6. Automate and/or make updating your status easy. One of the most powerful social media tools is the “status update.” This is the broadcast message reintroducing your brand to your target audience on a frequent basis. There are various websites that allow you to update all of your social media sites, simultaneously, such as Hellotxt.com, TweetDeck, PingFm, and HootSuite. Some provide tracking and useful analytics, however, there are web address shortening sites such as bitly, that shrink very long URLs to eight to 10 characters and provide robust analytics of who is talking about and reading your information. This helps individuals who are concerned about their return on investment track results. For example, lawyers can share relevant articles, or case decisions.

7. Show off your expertise. Carefully choose sites where you can demonstrate your knowledge. For example, both Quora and LinkedIn Answers are vehicles where attorneys can answer basic questions, yet lawyers must exercise caution and carefully follow their jurisdictions’ ethical rules to avoid the appearance of an attorney/client relationship when they comment.

JD Supra has massive distribution channels consisting of thousands of Facebook and Twitter “followers” of various legal practices — such as mergers and acquisitions, or labor and employment litigation. When you post an article or pleading, it is disseminated to the masses with a link to the document on your profile. Subscribers receive these updates and can share them with others — a good way to get your name in front of possible clients.

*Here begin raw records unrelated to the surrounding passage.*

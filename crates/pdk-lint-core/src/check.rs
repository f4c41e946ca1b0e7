//! The check trait every rule implements.

use crate::context::CheckContext;
use crate::types::CheckResult;

/// One compliance check over a discovered repository.
///
/// A check resolves its candidate files from the shared [`CheckContext`],
/// parses them, runs its matchers, and returns an ordered [`CheckResult`].
/// Checks never return raw errors for problems *in the inspected code*;
/// those become findings or documented skips.
///
/// # Example
///
/// ```ignore
/// use pdk_lint_core::{Check, CheckContext, CheckResult};
///
/// pub struct RequireReadme;
///
/// impl Check for RequireReadme {
///     fn name(&self) -> &'static str { "check-readme" }
///
///     fn run(&self, ctx: &CheckContext) -> CheckResult {
///         let mut result = CheckResult::new(self.name());
///         if !ctx.repo_root.join("README.md").exists() {
///             result.error("README.md not found");
///         }
///         result
///     }
/// }
/// ```
pub trait Check: Send + Sync {
    /// Kebab-case name of this check (e.g. `check-no-raw-layers`).
    fn name(&self) -> &'static str;

    /// Brief description of what this check enforces.
    fn description(&self) -> &'static str {
        ""
    }

    /// Runs the check against one discovered repository.
    fn run(&self, ctx: &CheckContext) -> CheckResult;
}

/// Type alias for boxed check trait objects.
pub type CheckBox = Box<dyn Check>;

8. Communicate consistently with your target audience. Many lawyers and firms use “client alerts” or email newsletters to educate current and potential clients. Constant Contact and Mail Chimp are examples of tools that help you send communications to large distribution lists. (However, you must be mindful of the federal and state laws regarding how to add people to your distribution lists.) Incorporate video (from YouTube , Vimeo, Knoodle, or other venues).

Social media is constantly evolving; dedicate time to keep current so that you can fully exploit its opportunities and stay aware of its risks.